You are an expert at synthesizing UX research — turning usability tests, user testing notes, and feedback into structured insights that drive design decisions. You help product designers and UX practitioners make sense of usability sessions, surveys, support data, and behavioral analytics.

Synthesis Methodology

Thematic Analysis

The core method for synthesizing qualitative UX research:

  1. Familiarization: Read through all the data. Get a feel for the overall landscape before coding.
  2. Initial coding: Tag each observation, quote, or data point with descriptive codes. Be generous with codes — it is easier to merge than to split later.
  3. Theme development: Group related codes into candidate themes. A theme captures something important about the UX in relation to the research question.
  4. Theme review: Check themes against the data. Does each theme have sufficient evidence? Are themes distinct?
  5. Theme refinement: Define and name each theme. Write a 1-2 sentence description of what each captures.
  6. Report: Write up themes as findings with supporting evidence and design implications.

Affinity Mapping

A collaborative method for grouping observations:

  1. Capture observations: Write each distinct observation, quote, or data point as a separate note
  2. Cluster: Group related notes by similarity. Let categories emerge from the data.
  3. Label clusters: Give each cluster a name that captures the common thread
  4. Organize clusters: Arrange into higher-level groups if patterns emerge
  5. Identify themes: Use clusters and relationships to define key themes

Tips: One observation per note. Move notes between clusters freely. Large clusters may need splitting. Outliers are interesting — do not force everything into a cluster.

Triangulation

Strengthen findings by combining sources:

  • Methodological: Same question, different methods (usability test + survey + analytics)
  • Source: Same method, different participants or segments
  • Temporal: Same type of observation at different times

Findings supported by multiple sources are stronger.
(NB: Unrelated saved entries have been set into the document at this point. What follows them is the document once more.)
use std::{
    collections::BTreeMap,
    fs,
    path::{Path, PathBuf},
    sync::Arc,
};

use anyhow::{Context, Result};
use chrono::{DateTime, Utc};
use parking_lot::RwLock;
use serde::{Deserialize, Serialize};

/// Synchronous string key/value storage.
pub trait KeyValueStore: Send {
    /// Read a value.
    fn get(&self, key: &str) -> Result<Option<String>>;
    /// Write a value, replacing any previous one.
    fn set(&mut self, key: &str, value: String) -> Result<()>;
    /// Delete a value. Deleting an absent key succeeds.
    fn remove(&mut self, key: &str) -> Result<()>;
}

/// File name of the store inside its root directory.
pub const STORE_FILE: &str = "squad.json";

#[derive(Debug, Default, Serialize, Deserialize)]
struct StoreFile {
    #[serde(default)]
    saved_at: Option<DateTime<Utc>>,
    #[serde(default)]
    values: BTreeMap<String, String>,
}

/// Store backed by a single JSON file that is rewritten on every change.
pub struct FileStore {
    path: PathBuf,
    contents: StoreFile,
}

impl FileStore {
    /// Open (or lazily create) the store under `root`.
    pub fn open(root: impl AsRef<Path>) -> Result<Self> {
        let path = root.as_ref().join(STORE_FILE);
        let contents = if path.exists() {
            let raw = fs::read_to_string(&path)
                .with_context(|| format!("failed to read {}", path.display()))?;
            serde_json::from_str(&raw)
                .with_context(|| format!("failed to parse {}", path.display()))?
        } else {
            StoreFile::default()
        };
        Ok(Self { path, contents })
    }

    /// Path of the backing file.
    pub fn path(&self) -> &Path {
        &self.path
    }

    /// When the store was last written.
    pub fn saved_at(&self) -> Option<DateTime<Utc>> {
        self.contents.saved_at
    }

    fn flush(&mut self) -> Result<()> {
        if let Some(parent) = self.path.parent() {
            fs::create_dir_all(parent)
                .with_context(|| format!("failed to create {}", parent.display()))?;
        }
        self.contents.saved_at = Some(Utc::now());
        let serialised = serde_json::to_vec_pretty(&self.contents)?;
        fs::write(&self.path, serialised)
            .with_context(|| format!("failed to write {}", self.path.display()))
    }
}

impl KeyValueStore for FileStore {
    fn get(&self, key: &str) -> Result<Option<String>> {
        Ok(self.contents.values.get(key).cloned())
    }

    fn set(&mut self, key: &str, value: String) -> Result<()> {
        self.contents.values.insert(key.to_string(), value);
        self.flush()
    }

    fn remove(&mut self, key: &str) -> Result<()> {
        if self.contents.values.remove(key).is_some() {
            self.flush()?;
        }
        Ok(())
    }
}

/// In-memory store. Clones share the same contents.
#[derive(Debug, Clone, Default)]
pub struct MemoryStore {
    values: Arc<RwLock<BTreeMap<String, String>>>,
}

impl MemoryStore {
    /// Create an empty store.
    pub fn new() -> Self {
        Self::default()
    }

    /// Number of stored keys.
    pub fn len(&self) -> usize {
        self.values.read().len()
    }

    /// Whether nothing is stored.
    pub fn is_empty(&self) -> bool {
        self.values.read().is_empty()
    }
}

impl KeyValueStore for MemoryStore {
    fn get(&self, key: &str) -> Result<Option<String>> {
        Ok(self.values.read().get(key).cloned())
    }

    fn set(&mut self, key: &str, value: String) -> Result<()> {
        self.values.write().insert(key.to_string(), value);
        Ok(())
    }

    fn remove(&mut self, key: &str) -> Result<()> {
        self.values.write().remove(key);
        Ok(())
    }
}

#[cfg(test)]
mod tests {
    use super::*;
    use tempfile::tempdir;

    #[test]
    fn file_store_writes_through() -> Result<()> {
        let dir = tempdir()?;
        let root = dir.path().join("state");
        let mut store = FileStore::open(&root)?;
        assert!(store.get("captain_id")?.is_none());
        assert!(!store.path().exists());

        store.set("captain_id", "12".to_string())?;
        assert!(store.path().exists());
        assert!(store.saved_at().is_some());

        let reopened = FileStore::open(&root)?;
        assert_eq!(reopened.get("captain_id")?.as_deref(), Some("12"));

        store.remove("captain_id")?;
        let reopened = FileStore::open(&root)?;
        assert!(reopened.get("captain_id")?.is_none());
        Ok(())
    }

    #[test]
    fn corrupt_file_is_reported() -> Result<()> {
        let dir = tempdir()?;
        fs::write(dir.path().join(STORE_FILE), "{not json")?;
        assert!(FileStore::open(dir.path()).is_err());
        Ok(())
    }

    #[test]
    fn memory_store_clones_share_state() -> Result<()> {
        let mut store = MemoryStore::new();
        let view = store.clone();
        store.set("k", "v".to_string())?;
        assert_eq!(view.get("k")?.as_deref(), Some("v"));
        assert_eq!(view.len(), 1);
        Ok(())
    }
}
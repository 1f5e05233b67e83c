//! Shared domain models.

use std::fmt;

use serde::{Deserialize, Serialize};

/// Identifier of a player in the reference catalog.
pub type PlayerId = u32;

/// Number of players in a complete squad.
pub const SQUAD_SIZE: usize = 15;
/// Number of starters in a complete lineup.
pub const STARTER_COUNT: usize = 11;
/// Number of substitutes in a complete lineup.
pub const BENCH_SIZE: usize = SQUAD_SIZE - STARTER_COUNT;

/// Playing position, serialized as its numeric identifier (1..=4).
#[derive(Debug, Clone, Copy, PartialEq, Eq, Hash, PartialOrd, Ord, Serialize, Deserialize)]
#[serde(try_from = "u8", into = "u8")]
pub enum Position {
    /// Goalkeeper (`1`).
    Goalkeeper,
    /// Defender (`2`).
    Defender,
    /// Midfielder (`3`).
    Midfielder,
    /// Forward (`4`).
    Forward,
}

impl Position {
    /// All positions in pitch order.
    pub const ALL: [Position; 4] = [
        Position::Goalkeeper,
        Position::Defender,
        Position::Midfielder,
        Position::Forward,
    ];

    /// Numeric identifier used by the reference data and the wire format.
    pub fn id(self) -> u8 {
        match self {
            Position::Goalkeeper => 1,
            Position::Defender => 2,
            Position::Midfielder => 3,
            Position::Forward => 4,
        }
    }

    /// Three-letter label (e.g. `DEF`).
    pub fn short_label(self) -> &'static str {
        match self {
            Position::Goalkeeper => "GKP",
            Position::Defender => "DEF",
            Position::Midfielder => "MID",
            Position::Forward => "FWD",
        }
    }

    /// Parse a short label, case-insensitively. `GK` is accepted as well as `GKP`.
    pub fn from_label(label: &str) -> Option<Self> {
        match label.trim().to_ascii_uppercase().as_str() {
            "GK" | "GKP" => Some(Position::Goalkeeper),
            "DEF" => Some(Position::Defender),
            "MID" => Some(Position::Midfielder),
            "FWD" => Some(Position::Forward),
            _ => None,
        }
    }
}

impl TryFrom<u8> for Position {
    type Error = String;

    fn try_from(value: u8) -> Result<Self, Self::Error> {
        match value {
            1 => Ok(Position::Goalkeeper),
            2 => Ok(Position::Defender),
            3 => Ok(Position::Midfielder),
            4 => Ok(Position::Forward),
            other => Err(format!("unknown position identifier {other}")),
        }
    }
}

impl From<Position> for u8 {
    fn from(value: Position) -> Self {
        value.id()
    }
}

impl fmt::Display for Position {
    fn fmt(&self, f: &mut fmt::Formatter<'_>) -> fmt::Result {
        f.write_str(self.short_label())
    }
}

/// A player record from the reference catalog.
#[derive(Debug, Clone, Serialize, Deserialize)]
pub struct Player {
    /// Unique player identifier.
    pub id: PlayerId,
    /// Display name.
    pub name: String,
    /// Playing position.
    pub position: Position,
    /// Price in currency units (e.g. `7.5`).
    pub price: f64,
    /// Short code of the player's club.
    pub team: String,
    /// Identifier of the player's club.
    pub team_id: u32,
    /// Availability flag (`a` for available).
    #[serde(default = "default_status")]
    pub status: String,
    /// Percent chance of playing this round, when reported.
    #[serde(default)]
    pub chance_of_playing: Option<u8>,
    /// Ownership percentage as reported upstream.
    #[serde(default)]
    pub selected_by: Option<String>,
}

fn default_status() -> String {
    "a".to_string()
}

impl Player {
    /// Whether the player is flagged as available.
    pub fn is_available(&self) -> bool {
        self.status == "a"
    }

    /// Returns a compact label such as `Saka (ARS) 10.0`.
    pub fn display_name(&self) -> String {
        format!("{} ({}) {:.1}", self.name, self.team, self.price)
    }
}

/// A club from the reference catalog.
#[derive(Debug, Clone, Serialize, Deserialize)]
pub struct Team {
    /// Club identifier.
    pub id: u32,
    /// Badge code.
    pub code: u32,
    /// Full club name.
    #[serde(default)]
    pub name: String,
    /// Three-letter club code.
    #[serde(default)]
    pub short_name: String,
}

/// One-time chip usage flags. The flags are independent of each other.
#[derive(Debug, Clone, Copy, Default, PartialEq, Eq, Serialize, Deserialize)]
#[serde(rename_all = "camelCase")]
pub struct ChipState {
    /// Bench Boost has been played.
    #[serde(default)]
    pub bench_boost: bool,
    /// Triple Captain has been played.
    #[serde(default)]
    pub triple_captain: bool,
    /// Wildcard has been played.
    #[serde(default)]
    pub wildcard: bool,
}

/// Chips tracked by [`ChipState`].
#[derive(Debug, Clone, Copy, PartialEq, Eq)]
pub enum Chip {
    /// Bench players score this gameweek.
    BenchBoost,
    /// Captain scores triple.
    TripleCaptain,
    /// Unlimited free transfers.
    Wildcard,
}

impl Chip {
    /// Human-readable chip name.
    pub fn label(self) -> &'static str {
        match self {
            Chip::BenchBoost => "Bench Boost",
            Chip::TripleCaptain => "Triple Captain",
            Chip::Wildcard => "Wildcard",
        }
    }
}

impl ChipState {
    /// Whether the given chip has been used.
    pub fn is_used(&self, chip: Chip) -> bool {
        match chip {
            Chip::BenchBoost => self.bench_boost,
            Chip::TripleCaptain => self.triple_captain,
            Chip::Wildcard => self.wildcard,
        }
    }

    /// Set the usage flag of a single chip.
    pub fn set(&mut self, chip: Chip, used: bool) {
        match chip {
            Chip::BenchBoost => self.bench_boost = used,
            Chip::TripleCaptain => self.triple_captain = used,
            Chip::Wildcard => self.wildcard = used,
        }
    }
}

/// Captain and vice-captain choice. Either may be unset.
#[derive(Debug, Clone, Copy, Default, PartialEq, Eq, Serialize, Deserialize)]
pub struct Captaincy {
    /// Selected captain.
    pub captain: Option<PlayerId>,
    /// Selected vice-captain.
    pub vice_captain: Option<PlayerId>,
}

impl Captaincy {
    /// Build a captaincy from both choices.
    pub fn new(captain: Option<PlayerId>, vice_captain: Option<PlayerId>) -> Self {
        Self {
            captain,
            vice_captain,
        }
    }

    /// Clear any reference to the given player.
    pub fn forget(&mut self, id: PlayerId) {
        if self.captain == Some(id) {
            self.captain = None;
        }
        if self.vice_captain == Some(id) {
            self.vice_captain = None;
        }
    }
}
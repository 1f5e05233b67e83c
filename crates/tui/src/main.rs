mod app;

use anyhow::Result;
use std::{
    fs::{self, OpenOptions},
    path::Path,
};

use tracing_subscriber::{prelude::*, EnvFilter};
use squadtui_core::{
    analysis::AnalysisClient,
    catalog::CatalogLoader,
    config::{self, AppConfig},
    persist::{FileStore, MemoryStore, PersistenceAdapter},
    squad::SquadSession,
};

#[tokio::main]
async fn main() -> Result<()> {
    init_logging()?;

    config::ensure_default_config()?;
    let config = AppConfig::load()?;

    let loader = CatalogLoader::new(&config)?;
    let catalog = loader.load().await.map_err(|err| {
        tracing::error!(?err, endpoint = loader.endpoint(), "Player catalog unavailable");
        err.context("Could not load players. Check the service and try again")
    })?;

    let (persistence, notice) = open_persistence(&config.state_root);
    let session = SquadSession::load(catalog, persistence)?.with_budget(config.budget);
    let client = AnalysisClient::new(&config)?;

    let mut app = app::SquadApp::new(session, client, loader.fetched_at());
    if let Some(notice) = notice {
        app = app.with_notice(notice);
    }
    app.run().await
}

/// Open the squad store, falling back to memory with a notice for the user.
fn open_persistence(state_root: &Path) -> (PersistenceAdapter, Option<String>) {
    match FileStore::open(state_root) {
        Ok(store) => (PersistenceAdapter::new(store), None),
        Err(err) => {
            tracing::warn!(?err, "Squad store unavailable, changes will not be kept");
            let notice = format!("Saved squad unreadable, changes will not be kept: {err:#}");
            (PersistenceAdapter::new(MemoryStore::new()), Some(notice))
        }
    }
}

fn init_logging() -> Result<()> {
    let log_dir = std::env::current_dir()?.join("logs");
    fs::create_dir_all(&log_dir)?;
    let log_path = log_dir.join("squadtui.log");

    let env_filter = EnvFilter::from_default_env();

    let file_layer = tracing_subscriber::fmt::layer()
        .with_target(true)
        .compact()
        .with_ansi(false)
        .with_writer(move || {
            OpenOptions::new()
                .create(true)
                .append(true)
                .open(&log_path)
                .expect("failed to open log file")
        });

    tracing_subscriber::registry()
        .with(env_filter)
        .with(file_layer)
        .init();

    Ok(())
}

#[cfg(test)]
mod tests {
    use super::*;
    use squadtui_core::persist::store::STORE_FILE;
    use tempfile::tempdir;

    #[test]
    fn unreadable_store_falls_back_with_notice() -> Result<()> {
        let dir = tempdir()?;
        fs::write(dir.path().join(STORE_FILE), b"{broken")?;
        let (persistence, notice) = open_persistence(dir.path());
        let notice = notice.expect("fallback should be announced");
        assert!(notice.contains("changes will not be kept"));
        assert!(persistence.load()?.squad.all_ids.is_empty());
        Ok(())
    }

    #[test]
    fn missing_store_opens_quietly() -> Result<()> {
        let dir = tempdir()?;
        let (_, notice) = open_persistence(dir.path());
        assert!(notice.is_none());
        Ok(())
    }
}
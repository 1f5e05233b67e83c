//! Application configuration.

use std::{
    fs,
    path::{Path, PathBuf},
};

use anyhow::{Context, Result};
use config::{Config, Environment, File};
use serde::{Deserialize, Serialize};
use tracing::info;

/// Directory name used under the platform config/data/cache roots.
pub const APP_DIR: &str = "squadtui";

const DEFAULT_CONFIG: &str = r#"# squadtui configuration

# Base URL of the analysis service (serves /api/players and /analyze).
api_base_url = "http://127.0.0.1:5001"

# Nominal squad budget. Informational only.
budget = 100.0

# Timeout for reference data and analysis requests.
request_timeout_secs = 30

# Override where squad state and the catalog snapshot are kept.
# state_root = "/path/to/state"
# cache_root = "/path/to/cache"
"#;

/// Runtime configuration, layered from defaults, the config file and `SQUADTUI_*` variables.
#[derive(Debug, Clone, Serialize, Deserialize)]
pub struct AppConfig {
    /// Base URL of the remote service.
    pub api_base_url: String,
    /// Directory holding the persisted squad store.
    pub state_root: PathBuf,
    /// Directory holding the catalog snapshot.
    pub cache_root: PathBuf,
    /// Nominal budget in currency units.
    pub budget: f64,
    /// HTTP request timeout.
    pub request_timeout_secs: u64,
}

impl Default for AppConfig {
    fn default() -> Self {
        Self {
            api_base_url: "http://127.0.0.1:5001".to_string(),
            state_root: dirs::data_dir()
                .unwrap_or_else(|| PathBuf::from("."))
                .join(APP_DIR)
                .join("state"),
            cache_root: dirs::cache_dir()
                .unwrap_or_else(|| PathBuf::from("."))
                .join(APP_DIR),
            budget: 100.0,
            request_timeout_secs: 30,
        }
    }
}

impl AppConfig {
    /// Load configuration from the default file location and the environment.
    pub fn load() -> Result<Self> {
        Self::load_from(config_path())
    }

    /// Load configuration using the given file (which may be absent).
    pub fn load_from(path: impl AsRef<Path>) -> Result<Self> {
        let path = path.as_ref();
        let defaults = AppConfig::default();
        let settings = Config::builder()
            .set_default("api_base_url", defaults.api_base_url)?
            .set_default(
                "state_root",
                defaults.state_root.to_string_lossy().into_owned(),
            )?
            .set_default(
                "cache_root",
                defaults.cache_root.to_string_lossy().into_owned(),
            )?
            .set_default("budget", defaults.budget)?
            .set_default("request_timeout_secs", defaults.request_timeout_secs as i64)?
            .add_source(File::from(path).required(false))
            .add_source(Environment::with_prefix("SQUADTUI").try_parsing(true))
            .build()
            .with_context(|| format!("failed to read configuration {}", path.display()))?;

        settings
            .try_deserialize()
            .context("invalid configuration values")
    }
}

/// Path of the user configuration file.
pub fn config_path() -> PathBuf {
    dirs::config_dir()
        .unwrap_or_else(|| PathBuf::from("."))
        .join(APP_DIR)
        .join("config.toml")
}

/// Write the default configuration file if none exists yet.
pub fn ensure_default_config() -> Result<()> {
    write_default_config(config_path())
}

fn write_default_config(path: PathBuf) -> Result<()> {
    if path.exists() {
        return Ok(());
    }
    if let Some(parent) = path.parent() {
        fs::create_dir_all(parent)
            .with_context(|| format!("failed to create {}", parent.display()))?;
    }
    fs::write(&path, DEFAULT_CONFIG)
        .with_context(|| format!("failed to write {}", path.display()))?;
    info!(path = %path.display(), "Wrote default configuration");
    Ok(())
}
use std::sync::Arc;

use anyhow::Result;
use tracing::{debug, info, warn};

use super::{
    captaincy::resolve_captaincy,
    error::SquadError,
    formation::{validate, LineupCheck, Validity, Violation},
    mode::Mode,
    placement::{Area, Placement},
    store::Squad,
};
use crate::{
    analysis::AnalysisRequest,
    catalog::PlayerCatalog,
    models::{Captaincy, Chip, ChipState, PlayerId, Position},
    persist::{PersistenceAdapter, SquadRecord},
};

/// Money spent against the nominal budget. Informational only.
#[derive(Debug, Clone, Copy, PartialEq)]
pub struct Budget {
    pub limit: f64,
    pub spent: f64,
    pub remaining: f64,
}

/// Owns the squad state of one user session and keeps storage in step with it.
///
/// Every mutation is written through to the [`PersistenceAdapter`] before the
/// call returns.
pub struct SquadSession {
    catalog: Arc<PlayerCatalog>,
    persistence: PersistenceAdapter,
    squad: Squad,
    placement: Placement,
    captaincy: Captaincy,
    chips: ChipState,
    mode: Mode,
    budget_limit: f64,
}

impl SquadSession {
    /// Restore the session from storage, starting in [`Mode::View`].
    pub fn load(catalog: Arc<PlayerCatalog>, persistence: PersistenceAdapter) -> Result<Self> {
        let stored = persistence.load()?;

        let known: Vec<PlayerId> = stored
            .squad
            .all_ids
            .iter()
            .copied()
            .filter(|id| {
                let known = catalog.contains(*id);
                if !known {
                    warn!(player = id, "Dropping stored player missing from catalog");
                }
                known
            })
            .collect();
        let dropped = known.len() != stored.squad.all_ids.len();

        let mut session = Self {
            catalog,
            persistence,
            squad: Squad::from_ids(known),
            placement: Placement::default(),
            captaincy: stored.captaincy,
            chips: stored.chips,
            mode: Mode::View,
            budget_limit: 100.0,
        };
        let placement = Placement::view_default(
            &session.squad,
            &stored.squad.starter_ids,
            session.position_lookup(),
        );
        session.install(placement)?;
        if dropped {
            session.persist_squad()?;
        }
        info!(
            members = session.squad.len(),
            starters = session.placement.starter_count(),
            "Squad session loaded"
        );
        Ok(session)
    }

    /// Use a different nominal budget.
    pub fn with_budget(mut self, limit: f64) -> Self {
        self.budget_limit = limit;
        self
    }

    pub fn catalog(&self) -> &PlayerCatalog {
        &self.catalog
    }

    pub fn mode(&self) -> Mode {
        self.mode
    }

    pub fn squad(&self) -> &Squad {
        &self.squad
    }

    pub fn placement(&self) -> &Placement {
        &self.placement
    }

    pub fn captaincy(&self) -> Captaincy {
        self.captaincy
    }

    pub fn chips(&self) -> ChipState {
        self.chips
    }

    /// Switch modes. Leaving edit mode confirms the current arrangement.
    pub fn set_mode(&mut self, mode: Mode) -> Result<(), SquadError> {
        if mode == self.mode {
            return Ok(());
        }
        match mode {
            Mode::Edit => {
                let placement =
                    Placement::for_edit(&self.squad, Some(&self.placement), self.position_lookup());
                self.persist_record(SquadRecord::new(self.squad.ids().to_vec(), Vec::new()))?;
                self.mode = Mode::Edit;
                self.install(placement)?;
            }
            Mode::View => {
                let confirmed = self.placement.starters();
                self.persist_record(SquadRecord::new(
                    self.squad.ids().to_vec(),
                    confirmed.clone(),
                ))?;
                self.mode = Mode::View;
                let placement =
                    Placement::view_confirmed(&self.squad, &confirmed, self.position_lookup());
                self.install(placement)?;
            }
        }
        info!(mode = %self.mode, "Mode changed");
        Ok(())
    }

    /// Switch to the other mode.
    pub fn toggle_mode(&mut self) -> Result<Mode, SquadError> {
        self.set_mode(self.mode.toggled())?;
        Ok(self.mode)
    }

    /// Select the destination slot for the next [`SquadSession::add_to_active_slot`].
    pub fn activate_slot(&mut self, area: Area) -> Result<(), SquadError> {
        self.require_edit()?;
        self.placement.activate_slot(area)
    }

    /// Clear the slot selection.
    pub fn deactivate_slot(&mut self) {
        self.placement.deactivate_slot();
    }

    /// Add a player to the squad and place them on the bench or their own line.
    pub fn add_player(&mut self, id: PlayerId, target_is_bench: bool) -> Result<Area, SquadError> {
        self.require_edit()?;
        if self.squad.is_full() {
            return Err(SquadError::SquadFull);
        }
        if self.squad.contains(id) {
            return Err(SquadError::DuplicateMember(id));
        }
        let position = self
            .catalog
            .position_of(id)
            .ok_or(SquadError::UnknownPlayer(id))?;

        let area = self.placement.place_new(id, position, target_is_bench)?;
        self.squad.add(id)?;
        self.persist_squad()?;
        Ok(area)
    }

    /// Add a player into the active slot, or onto the pitch when none is active.
    pub fn add_to_active_slot(&mut self, id: PlayerId) -> Result<Area, SquadError> {
        let target_is_bench = self.placement.active_slot() == Some(Area::Bench);
        self.add_player(id, target_is_bench)
    }

    /// Remove a player and everything tied to them. Removing a non-member succeeds.
    pub fn remove_player(&mut self, id: PlayerId) -> Result<(), SquadError> {
        self.require_edit()?;
        if !self.squad.remove(id) {
            return Ok(());
        }
        self.placement.remove(id);
        self.persist_squad()?;

        let before = self.captaincy;
        self.captaincy.forget(id);
        if self.captaincy != before {
            self.persistence.save_captaincy(&self.captaincy)?;
        }
        Ok(())
    }

    /// Send a starter to the bench.
    pub fn move_to_bench(&mut self, id: PlayerId) -> Result<(), SquadError> {
        self.require_edit()?;
        self.placement.move_to_bench(id)
    }

    /// Bring a substitute onto the pitch.
    pub fn move_to_pitch(&mut self, id: PlayerId) -> Result<(), SquadError> {
        self.require_edit()?;
        self.placement.move_to_pitch(id).map(|_| ())
    }

    /// Choose the captain. The choice is stored even if it breaks a lineup rule.
    pub fn set_captain(&mut self, id: PlayerId) -> Result<(), SquadError> {
        self.require_member(id)?;
        self.captaincy.captain = Some(id);
        self.persistence.save_captain(Some(id))?;
        debug!(player = id, "Captain set");
        Ok(())
    }

    /// Choose the vice-captain. The choice is stored even if it breaks a lineup rule.
    pub fn set_vice_captain(&mut self, id: PlayerId) -> Result<(), SquadError> {
        self.require_member(id)?;
        self.captaincy.vice_captain = Some(id);
        self.persistence.save_vice_captain(Some(id))?;
        debug!(player = id, "Vice-captain set");
        Ok(())
    }

    /// Record whether a chip has been used.
    pub fn set_chip(&mut self, chip: Chip, used: bool) -> Result<(), SquadError> {
        self.chips.set(chip, used);
        self.persistence.save_chips(&self.chips)?;
        Ok(())
    }

    /// Current rule check.
    pub fn validity(&self) -> Validity {
        self.check_as(self.mode)
    }

    /// Whether the lineup may be submitted for analysis.
    pub fn can_submit(&self) -> bool {
        self.mode == Mode::View && self.validity().is_ok()
    }

    /// Build the submission payload. The full rule set applies whatever the mode.
    pub fn analysis_request(&self) -> Result<AnalysisRequest, Violation> {
        self.check_as(Mode::View)?;
        let (Some(captain_id), Some(vice_captain_id)) =
            (self.captaincy.captain, self.captaincy.vice_captain)
        else {
            return Err(Violation::CaptaincyUnassigned);
        };
        Ok(AnalysisRequest {
            starting_ids: self.placement.starters(),
            bench_ids: self.placement.bench().to_vec(),
            captain_id,
            vice_captain_id,
            used_chips: self.chips,
        })
    }

    /// Spend against the nominal budget.
    pub fn budget(&self) -> Budget {
        let spent: f64 = self
            .squad
            .ids()
            .iter()
            .filter_map(|id| self.catalog.price_of(*id))
            .sum();
        Budget {
            limit: self.budget_limit,
            spent,
            remaining: self.budget_limit - spent,
        }
    }

    fn check_as(&self, mode: Mode) -> Validity {
        let starters = self.placement.starters();
        validate(&LineupCheck {
            mode,
            squad_size: self.squad.len(),
            starters: &starters,
            formation: self.placement.formation(),
            captaincy: self.captaincy,
        })
    }

    fn require_edit(&self) -> Result<(), SquadError> {
        if self.mode.is_editing() {
            Ok(())
        } else {
            Err(SquadError::NotEditing)
        }
    }

    fn require_member(&self, id: PlayerId) -> Result<(), SquadError> {
        if self.squad.contains(id) {
            Ok(())
        } else {
            Err(SquadError::MemberNotFound(id))
        }
    }

    fn position_lookup(&self) -> impl Fn(PlayerId) -> Option<Position> {
        let catalog = self.catalog.clone();
        move |id| catalog.position_of(id)
    }

    /// Swap in a rebuilt placement and fill in captaincy defaults.
    fn install(&mut self, placement: Placement) -> Result<(), SquadError> {
        self.placement = placement;

        let resolved = resolve_captaincy(&self.placement.starters(), &self.squad, self.captaincy);
        if resolved != self.captaincy {
            debug!(?resolved, "Applied captaincy defaults");
            self.captaincy = resolved;
            self.persistence.save_captaincy(&self.captaincy)?;
        }
        Ok(())
    }

    fn persist_squad(&mut self) -> Result<(), SquadError> {
        let starters = match self.mode {
            Mode::View => self.placement.starters(),
            Mode::Edit => Vec::new(),
        };
        self.persist_record(SquadRecord::new(self.squad.ids().to_vec(), starters))
    }

    fn persist_record(&mut self, record: SquadRecord) -> Result<(), SquadError> {
        self.persistence.save_squad(&record)?;
        Ok(())
    }
}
When sources disagree, note it — that may reveal segments or context differences.

Usability Session Analysis

Extracting Insights from Sessions

For each session, identify:

Observations: What did the participant do, say, or experience in the UI?

  • Distinguish behaviors (what they did) from attitudes (what they said they want)
  • Note context: task, device, experience level
  • Flag workarounds and confusion — these are UX issues

Quotes: Verbatim statements that illustrate a point

  • Attribute to participant type, not name: "First-time user, mobile" not "User 3"
  • A quote is evidence; the finding is your interpretation

Behaviors vs stated preferences: What people DO often differs from what they SAY

  • Behavioral data is stronger than stated preferences
  • If they say "I want X" but never use similar features, note the contradiction

Signals of severity: How much did this matter?

  • Confusion, errors, drop-off, repeated attempts
  • Emotional language: frustration, surprise, delight
  • Time on task and completion rate

Cross-Session Analysis

After processing individual sessions:

  • Look for patterns across participants
  • Note frequency: how many participants hit each theme?
  • Identify segments: do different user types have different patterns?
  • Surface contradictions and surprises

Usability Issues and Design Recommendations

Describing Usability Issues

For each issue:

  • What happened: Clear description of the UX problem
  • Where: Screen, flow, or component
  • Evidence: Quotes, task outcome, or metrics
  • Severity: Blocker, major, minor (impact on task completion or satisfaction)
  • Suggested direction: Design change or follow-up research (not implementation spec)

Design Recommendations

  • Tie each recommendation to specific findings
  • Be specific enough to act on: "Add a progress indicator and reduce steps from 5 to 3" not "Simplify the flow"
  • Prioritize by impact and feasibility
  • Note confidence level: High (strong evidence), Medium (suggestive), Low (hypothesis)

Presenting UX Research Synthesis

Research Overview

  • Methodology: type of research, number of participants/sessions
  • Research question(s): what we set out to learn
  • Timeframe and scope

Key Findings

For each finding (aim for 5-8):

  • Finding statement: One clear sentence
  • Evidence: Quotes, observations, or data with attribution
  • Frequency: How many participants/sources support this
  • Impact: How much this affects UX or outcomes
  • Confidence: High / Medium / Low

Usability Issues

  • List with severity and suggested design direction
  • Link to findings above

Design Recommendations

  • Actionable, prioritized, tied to findings
  • Open questions or need for further research

Tips

  • Let the data speak. Do not force a predetermined narrative.
  • Quotes are powerful — use them with attribution.
  • Be explicit about confidence. A finding from 2 sessions is a hypothesis, not a conclusion.
  • Fewer, stronger findings beat many weak ones. 5-8 is a good target.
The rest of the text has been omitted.